Fig. 6. Cis1 and Msp1 are required for preprotein clearance following mitochondrial import stress.

(A) rpn6–1 or rpn6–1 TEF2-CIS1 cells were grown at room temperature in the presence of methionine. Cells were then transferred into medium lacking methionine with 20μM CCCP at 30°C. The accumulation of Cox5a-V5 preprotein (encoded by MET25-COX5a) is shown. (B) Quantification of (A); Cox5a preprotein levels from 4 independent experiments.

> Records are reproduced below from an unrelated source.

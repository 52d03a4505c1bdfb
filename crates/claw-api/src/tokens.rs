//! Token issuers backed by the REST API.

use std::sync::{Arc, Mutex, PoisonError};

use async_trait::async_trait;
use chrono::{DateTime, Duration, Utc};
use claw_core::{AccessToken, ClientConfig, IssueError, StreamTarget, TokenIssuer};
use reqwest::Method;
use serde::Deserialize;

use crate::{
    ApiClient, ApiError,
    cookies::{SessionCookie, resource_cookies},
};

/// Body returned by every `.../token` endpoint.
#[derive(Debug, Clone, Deserialize)]
pub(crate) struct TokenResponse {
    #[serde(alias = "ws_token", alias = "access_token")]
    token: String,
    #[serde(default)]
    expires_at: Option<DateTime<Utc>>,
    /// Lifetime in seconds, for backends that do not send a timestamp.
    #[serde(default)]
    expires_in: Option<i64>,
    #[serde(default)]
    ws_url: Option<String>,
}

impl TokenResponse {
    pub(crate) fn into_access_token(self) -> AccessToken {
        let expires_at = self
            .expires_at
            .or_else(|| self.expires_in.map(|secs| Utc::now() + Duration::seconds(secs)));
        let mut token = AccessToken::new(self.token);
        if let Some(expires_at) = expires_at {
            token = token.expiring_at(expires_at);
        }
        if let Some(ws_url) = self.ws_url {
            token = token.with_ws_url(ws_url);
        }
        token
    }
}

impl ApiClient {
    pub(crate) async fn post_token(&self, path: &str) -> Result<AccessToken, ApiError> {
        self.send_json::<_, TokenResponse>(Method::POST, path, &serde_json::Map::new())
            .await
            .map(TokenResponse::into_access_token)
    }
}

/// Which token endpoint an issuer calls.
#[derive(Debug, Clone, Copy, PartialEq, Eq)]
pub enum TokenScope {
    /// `POST /agents/{id}/logs/token`
    AgentLogs,
    /// `POST /agents/{id}/token`
    Agent,
    /// `POST /jobs/{id}/logs/token`
    JobLogs,
    /// `POST /jobs/{id}/token`
    Job,
}

/// Issues tokens by calling the backend. Never retries.
#[derive(Debug, Clone)]
pub struct ApiTokenIssuer {
    api: ApiClient,
    scope: TokenScope,
}

impl ApiTokenIssuer {
    #[must_use]
    pub const fn new(api: ApiClient, scope: TokenScope) -> Self {
        Self { api, scope }
    }

    #[must_use]
    pub const fn scope(&self) -> TokenScope {
        self.scope
    }
}

#[async_trait]
impl TokenIssuer for ApiTokenIssuer {
    async fn issue(&self, target: &StreamTarget) -> Result<AccessToken, IssueError> {
        let id = target.id.as_str();
        let result = match self.scope {
            TokenScope::AgentLogs => self.api.agent_log_token(id).await,
            TokenScope::Agent => self.api.agent_token(id).await,
            TokenScope::JobLogs => self.api.job_log_token(id).await,
            TokenScope::Job => self.api.job_token(id).await,
        };
        result.map_err(|e| {
            tracing::warn!(resource_id = id, scope = ?self.scope, "Token issuance failed: {e}");
            IssueError::from(e)
        })
    }
}

/// Where issued cookies go (a browser jar, a webview, a proxy).
pub trait CookieSink: Send + Sync {
    fn set(&self, cookie: SessionCookie);
}

/// Cookie sink that keeps everything in memory.
#[derive(Debug, Default)]
pub struct MemoryCookieJar {
    cookies: Mutex<Vec<SessionCookie>>,
}

impl MemoryCookieJar {
    #[must_use]
    pub fn new() -> Self {
        Self::default()
    }

    #[must_use]
    pub fn cookies(&self) -> Vec<SessionCookie> {
        self.cookies
            .lock()
            .unwrap_or_else(PoisonError::into_inner)
            .clone()
    }

    #[must_use]
    pub fn get(&self, name: &str) -> Option<SessionCookie> {
        self.cookies
            .lock()
            .unwrap_or_else(PoisonError::into_inner)
            .iter()
            .find(|c| c.name == name)
            .cloned()
    }
}

impl CookieSink for MemoryCookieJar {
    fn set(&self, cookie: SessionCookie) {
        let mut cookies = self.cookies.lock().unwrap_or_else(PoisonError::into_inner);
        cookies.retain(|c| c.name != cookie.name);
        cookies.push(cookie);
    }
}

/// Wraps an issuer and also writes each token into the resource's
/// subdomain cookies, so a cross-origin tab or iframe can load it.
pub struct CookieIssuer {
    inner: Arc<dyn TokenIssuer>,
    sink: Arc<dyn CookieSink>,
    config: ClientConfig,
}

impl CookieIssuer {
    #[must_use]
    pub fn new(inner: Arc<dyn TokenIssuer>, sink: Arc<dyn CookieSink>, config: ClientConfig) -> Self {
        Self { inner, sink, config }
    }
}

#[async_trait]
impl TokenIssuer for CookieIssuer {
    async fn issue(&self, target: &StreamTarget) -> Result<AccessToken, IssueError> {
        let token = self.inner.issue(target).await?;
        match target.hostname.as_deref() {
            Some(host) => {
                for cookie in resource_cookies(host, &token, &self.config) {
                    self.sink.set(cookie);
                }
            }
            None => tracing::debug!(resource_id = %target.id, "No hostname; skipping cookies"),
        }
        Ok(token)
    }
}

#[cfg(test)]
mod tests {
    use super::*;

    struct Fixed;

    #[async_trait]
    impl TokenIssuer for Fixed {
        async fn issue(&self, _target: &StreamTarget) -> Result<AccessToken, IssueError> {
            Ok(AccessToken::new("t0k"))
        }
    }

    #[test]
    fn token_response_variants() {
        let token = serde_json::from_str::<TokenResponse>(
            r#"{"ws_token":"abc","expires_at":"2026-01-01T00:00:00Z","ws_url":"wss://logs.example.com/x"}"#,
        )
        .unwrap()
        .into_access_token();
        assert_eq!(token.token, "abc");
        assert_eq!(token.ws_url.as_deref(), Some("wss://logs.example.com/x"));
        assert!(token.expires_at.is_some());

        let before = Utc::now();
        let token = serde_json::from_str::<TokenResponse>(r#"{"token":"abc","expires_in":300}"#)
            .unwrap()
            .into_access_token();
        let expires = token.expires_at.unwrap();
        assert!(expires >= before + Duration::seconds(300));
        assert!(token.ws_url.is_none());
    }

    #[tokio::test]
    async fn cookie_issuer_writes_subdomain_cookies() {
        let jar = Arc::new(MemoryCookieJar::new());
        let config = ClientConfig::parse("https://api.example.com")
            .unwrap()
            .with_cookie_domain(".example.com");
        let issuer = CookieIssuer::new(Arc::new(Fixed), Arc::clone(&jar) as Arc<dyn CookieSink>, config);

        issuer.issue(&StreamTarget::new("a1")).await.unwrap();
        assert!(jar.cookies().is_empty());

        let target = StreamTarget::new("a1").with_hostname("atlas.agents.example.com");
        issuer.issue(&target).await.unwrap();
        issuer.issue(&target).await.unwrap();
        assert_eq!(jar.cookies().len(), 2);
        let shell = jar.get("shell-atlas-token").unwrap();
        assert_eq!(shell.value, "t0k");
        assert_eq!(shell.domain.as_deref(), Some(".example.com"));
    }
}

Data are mean +/− SD. (C) Wild type or msp1Δ cells were grown at 30°C with methionine and treated as in (A). (D) Quantification of (C); Cox5a preprotein levels from 4 independent experiments. Data are mean +/− SD. (E) Quantification of (C); Mature Cox5a levels 60 min following induction. n=4. Data are mean +/− SD. Statistics were performed using the Student’s t-test. *p ≤ 0.05. (F) Immuno-blot analysis of Cox5a-V5 from wild-type cells, wild-type cells treated with 20μM CCCP for 1h, or msp1Δ cells. (G) Wild type cells or cells expressing msp1-E193Q from the inducible GAL1–10 promoter were grown in the presence of galactose for 6h. Cells were then transferred to medium lacking methionine and containing 20μM CCCP and the accumulation of inducible Cox5a-V5 preprotein (encoded by MET25-COX5a) was examined. Note that Cox5a levels were higher in this experiment because MET25-COX5a expression is higher in medium containing raffinose/galactose than glucose (Fig. S5B). (H) Quantification of (G); Cox5a preprotein levels from 3 independent experiments. Data are mean +/− SD. (I) msp1Δ cells or msp1Δ cells expressing TEF2-CIS1 were treated as in (C). Note that the experiment shown in (C) was performed in parallel and results can thus be directly compared. (J) Quantification of (I); Cox5a preprotein levels from 3 independent experiments. Data are mean +/− SD.